• _What to work on_
Down to the final line, print the records again exactly.

-- Material for this task follows --

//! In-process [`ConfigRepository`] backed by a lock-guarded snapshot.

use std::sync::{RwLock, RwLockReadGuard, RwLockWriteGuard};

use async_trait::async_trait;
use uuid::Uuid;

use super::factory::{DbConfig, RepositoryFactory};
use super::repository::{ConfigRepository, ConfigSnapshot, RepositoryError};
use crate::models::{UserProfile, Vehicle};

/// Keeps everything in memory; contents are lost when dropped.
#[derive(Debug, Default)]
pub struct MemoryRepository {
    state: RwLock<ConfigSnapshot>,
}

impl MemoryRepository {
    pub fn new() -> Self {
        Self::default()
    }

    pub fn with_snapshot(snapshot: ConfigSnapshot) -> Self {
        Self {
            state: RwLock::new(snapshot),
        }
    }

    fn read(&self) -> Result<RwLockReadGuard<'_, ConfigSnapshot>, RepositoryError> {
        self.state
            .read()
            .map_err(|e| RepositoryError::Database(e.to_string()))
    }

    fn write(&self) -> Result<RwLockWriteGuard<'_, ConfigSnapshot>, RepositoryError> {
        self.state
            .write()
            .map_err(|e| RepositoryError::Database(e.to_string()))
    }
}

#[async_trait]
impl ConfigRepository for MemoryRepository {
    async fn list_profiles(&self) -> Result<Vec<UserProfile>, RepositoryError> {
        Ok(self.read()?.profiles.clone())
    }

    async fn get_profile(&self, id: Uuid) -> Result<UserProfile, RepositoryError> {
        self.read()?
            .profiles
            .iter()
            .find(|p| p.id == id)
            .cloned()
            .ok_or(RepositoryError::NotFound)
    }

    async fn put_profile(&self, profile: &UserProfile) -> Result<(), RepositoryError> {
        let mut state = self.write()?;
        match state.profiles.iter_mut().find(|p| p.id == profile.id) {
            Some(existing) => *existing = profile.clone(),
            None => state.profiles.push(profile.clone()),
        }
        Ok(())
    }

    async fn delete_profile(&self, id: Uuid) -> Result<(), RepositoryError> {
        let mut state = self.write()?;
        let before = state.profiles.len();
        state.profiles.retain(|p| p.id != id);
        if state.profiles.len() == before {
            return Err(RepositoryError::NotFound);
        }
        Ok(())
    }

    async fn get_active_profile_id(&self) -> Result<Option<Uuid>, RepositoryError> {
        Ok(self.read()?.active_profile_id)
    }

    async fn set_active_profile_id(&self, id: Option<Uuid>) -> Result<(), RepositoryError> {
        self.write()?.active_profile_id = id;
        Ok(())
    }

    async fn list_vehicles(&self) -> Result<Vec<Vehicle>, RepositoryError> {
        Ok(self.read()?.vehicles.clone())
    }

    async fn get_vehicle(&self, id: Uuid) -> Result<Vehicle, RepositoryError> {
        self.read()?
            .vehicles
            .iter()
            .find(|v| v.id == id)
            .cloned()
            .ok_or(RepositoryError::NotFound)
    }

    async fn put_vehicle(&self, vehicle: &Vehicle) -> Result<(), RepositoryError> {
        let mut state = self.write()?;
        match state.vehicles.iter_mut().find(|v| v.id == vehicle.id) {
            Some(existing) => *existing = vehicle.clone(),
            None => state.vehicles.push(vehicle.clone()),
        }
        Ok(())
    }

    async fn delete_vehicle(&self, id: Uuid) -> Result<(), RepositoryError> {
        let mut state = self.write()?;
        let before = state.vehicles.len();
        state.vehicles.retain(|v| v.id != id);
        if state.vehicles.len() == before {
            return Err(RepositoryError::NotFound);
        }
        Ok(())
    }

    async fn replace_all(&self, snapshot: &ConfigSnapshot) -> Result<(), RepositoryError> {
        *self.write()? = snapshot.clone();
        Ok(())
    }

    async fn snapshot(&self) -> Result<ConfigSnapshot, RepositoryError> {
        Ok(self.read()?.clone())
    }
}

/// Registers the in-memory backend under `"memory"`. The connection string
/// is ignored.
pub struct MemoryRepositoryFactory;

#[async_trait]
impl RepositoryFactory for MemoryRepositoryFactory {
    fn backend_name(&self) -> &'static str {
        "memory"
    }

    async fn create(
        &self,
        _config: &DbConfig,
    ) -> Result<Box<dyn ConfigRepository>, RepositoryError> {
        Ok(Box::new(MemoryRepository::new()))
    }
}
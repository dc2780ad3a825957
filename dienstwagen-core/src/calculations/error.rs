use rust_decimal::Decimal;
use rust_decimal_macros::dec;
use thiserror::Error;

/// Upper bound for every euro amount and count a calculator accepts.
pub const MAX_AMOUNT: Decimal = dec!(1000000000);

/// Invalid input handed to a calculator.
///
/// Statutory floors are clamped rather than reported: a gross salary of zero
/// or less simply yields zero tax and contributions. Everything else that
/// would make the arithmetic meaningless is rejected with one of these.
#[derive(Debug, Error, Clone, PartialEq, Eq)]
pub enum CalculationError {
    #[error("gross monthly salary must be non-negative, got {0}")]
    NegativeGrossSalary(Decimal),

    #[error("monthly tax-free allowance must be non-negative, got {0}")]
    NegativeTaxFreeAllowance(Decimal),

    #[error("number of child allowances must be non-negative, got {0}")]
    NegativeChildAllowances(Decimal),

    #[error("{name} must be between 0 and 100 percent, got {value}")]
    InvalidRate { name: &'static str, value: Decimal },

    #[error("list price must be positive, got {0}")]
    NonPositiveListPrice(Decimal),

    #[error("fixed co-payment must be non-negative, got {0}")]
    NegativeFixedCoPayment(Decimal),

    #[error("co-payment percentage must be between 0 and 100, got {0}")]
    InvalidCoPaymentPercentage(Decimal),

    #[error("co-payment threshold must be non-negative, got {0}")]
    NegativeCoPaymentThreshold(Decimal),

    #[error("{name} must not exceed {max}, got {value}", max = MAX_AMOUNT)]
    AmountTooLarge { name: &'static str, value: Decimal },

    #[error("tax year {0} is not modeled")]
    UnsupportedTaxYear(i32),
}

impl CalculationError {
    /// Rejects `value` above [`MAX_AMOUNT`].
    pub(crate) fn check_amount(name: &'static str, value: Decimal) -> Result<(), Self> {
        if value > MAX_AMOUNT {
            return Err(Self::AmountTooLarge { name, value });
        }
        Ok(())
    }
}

-- Material for this task concluded --

• _Task response_
//! In-process [`ConfigRepository`] backed by a lock-guarded snapshot.

use std::sync::{RwLock, RwLockReadGuard, RwLockWriteGuard};

use async_trait::async_trait;
use uuid::Uuid;

use super::factory::{DbConfig, RepositoryFactory};
use super::repository::{ConfigRepository, ConfigSnapshot, RepositoryError};
use crate::models::{UserProfile, Vehicle};

/// Keeps everything in memory; contents are lost when dropped.
#[derive(Debug, Default)]
pub struct MemoryRepository {
    state: RwLock<ConfigSnapshot>,
}

impl MemoryRepository {
    pub fn new() -> Self {
        Self::default()
    }

    pub fn with_snapshot(snapshot: ConfigSnapshot) -> Self {
        Self {
            state: RwLock::new(snapshot),
        }
    }

    fn read(&self) -> Result<RwLockReadGuard<'_, ConfigSnapshot>, RepositoryError> {
        self.state
            .read()
            .map_err(|e| RepositoryError::Database(e.to_string()))
    }

    fn write(&self) -> Result<RwLockWriteGuard<'_, ConfigSnapshot>, RepositoryError> {
        self.state
            .write()
            .map_err(|e| RepositoryError::Database(e.to_string()))
    }
}

#[async_trait]
impl ConfigRepository for MemoryRepository {
    async fn list_profiles(&self) -> Result<Vec<UserProfile>, RepositoryError> {
        Ok(self.read()?.profiles.clone())
    }

    async fn get_profile(&self, id: Uuid) -> Result<UserProfile, RepositoryError> {
        self.read()?
            .profiles
            .iter()
            .find(|p| p.id == id)
            .cloned()
            .ok_or(RepositoryError::NotFound)
    }

    async fn put_profile(&self, profile: &UserProfile) -> Result<(), RepositoryError> {
        let mut state = self.write()?;
        match state.profiles.iter_mut().find(|p| p.id == profile.id) {
            Some(existing) => *existing = profile.clone(),
            None => state.profiles.push(profile.clone()),
        }
        Ok(())
    }

    async fn delete_profile(&self, id: Uuid) -> Result<(), RepositoryError> {
        let mut state = self.write()?;
        let before = state.profiles.len();
        state.profiles.retain(|p| p.id != id);
        if state.profiles.len() == before {
            return Err(RepositoryError::NotFound);
        }
        Ok(())
    }

    async fn get_active_profile_id(&self) -> Result<Option<Uuid>, RepositoryError> {
        Ok(self.read()?.active_profile_id)
    }

    async fn set_active_profile_id(&self, id: Option<Uuid>) -> Result<(), RepositoryError> {
        self.write()?.active_profile_id = id;
        Ok(())
    }

    async fn list_vehicles(&self) -> Result<Vec<Vehicle>, RepositoryError> {
        Ok(self.read()?.vehicles.clone())
    }

    async fn get_vehicle(&self, id: Uuid) -> Result<Vehicle, RepositoryError> {
        self.read()?
            .vehicles
            .iter()
            .find(|v| v.id == id)
            .cloned()
            .ok_or(RepositoryError::NotFound)
    }

    async fn put_vehicle(&self, vehicle: &Vehicle) -> Result<(), RepositoryError> {
        let mut state = self.write()?;
        match state.vehicles.iter_mut().find(|v| v.id == vehicle.id) {
            Some(existing) => *existing = vehicle.clone(),
            None => state.vehicles.push(vehicle.clone()),
        }
        Ok(())
    }

    async fn delete_vehicle(&self, id: Uuid) -> Result<(), RepositoryError> {
        let mut state = self.write()?;
        let before = state.vehicles.len();
        state.vehicles.retain(|v| v.id != id);
        if state.vehicles.len() == before {
            return Err(RepositoryError::NotFound);
        }
        Ok(())
    }

    async fn replace_all(&self, snapshot: &ConfigSnapshot) -> Result<(), RepositoryError> {
        *self.write()? = snapshot.clone();
        Ok(())
    }

    async fn snapshot(&self) -> Result<ConfigSnapshot, RepositoryError> {
        Ok(self.read()?.clone())
    }
}

/// Registers the in-memory backend under `"memory"`. The connection string
/// is ignored.
pub struct MemoryRepositoryFactory;

#[async_trait]
impl RepositoryFactory for MemoryRepositoryFactory {
    fn backend_name(&self) -> &'static str {
        "memory"
    }

    async fn create(
        &self,
        _config: &DbConfig,
    ) -> Result<Box<dyn ConfigRepository>, RepositoryError> {
        Ok(Box::new(MemoryRepository::new()))
    }
}
repository dc2780ad3a825957
filename dienstwagen-core/src/calculations/error.rs
use rust_decimal::Decimal;
use rust_decimal_macros::dec;
use thiserror::Error;

/// Upper bound for every euro amount and count a calculator accepts.
pub const MAX_AMOUNT: Decimal = dec!(1000000000);

/// Invalid input handed to a calculator.
///
/// Statutory floors are clamped rather than reported: a gross salary of zero
/// or less simply yields zero tax and contributions. Everything else that
/// would make the arithmetic meaningless is rejected with one of these.
#[derive(Debug, Error, Clone, PartialEq, Eq)]
pub enum CalculationError {
    #[error("gross monthly salary must be non-negative, got {0}")]
    NegativeGrossSalary(Decimal),

    #[error("monthly tax-free allowance must be non-negative, got {0}")]
    NegativeTaxFreeAllowance(Decimal),

    #[error("number of child allowances must be non-negative, got {0}")]
    NegativeChildAllowances(Decimal),

    #[error("{name} must be between 0 and 100 percent, got {value}")]
    InvalidRate { name: &'static str, value: Decimal },

    #[error("list price must be positive, got {0}")]
    NonPositiveListPrice(Decimal),

    #[error("fixed co-payment must be non-negative, got {0}")]
    NegativeFixedCoPayment(Decimal),

    #[error("co-payment percentage must be between 0 and 100, got {0}")]
    InvalidCoPaymentPercentage(Decimal),

    #[error("co-payment threshold must be non-negative, got {0}")]
    NegativeCoPaymentThreshold(Decimal),

    #[error("{name} must not exceed {max}, got {value}", max = MAX_AMOUNT)]
    AmountTooLarge { name: &'static str, value: Decimal },

    #[error("tax year {0} is not modeled")]
    UnsupportedTaxYear(i32),
}

impl CalculationError {
    /// Rejects `value` above [`MAX_AMOUNT`].
    pub(crate) fn check_amount(name: &'static str, value: Decimal) -> Result<(), Self> {
        if value > MAX_AMOUNT {
            return Err(Self::AmountTooLarge { name, value });
        }
        Ok(())
    }
}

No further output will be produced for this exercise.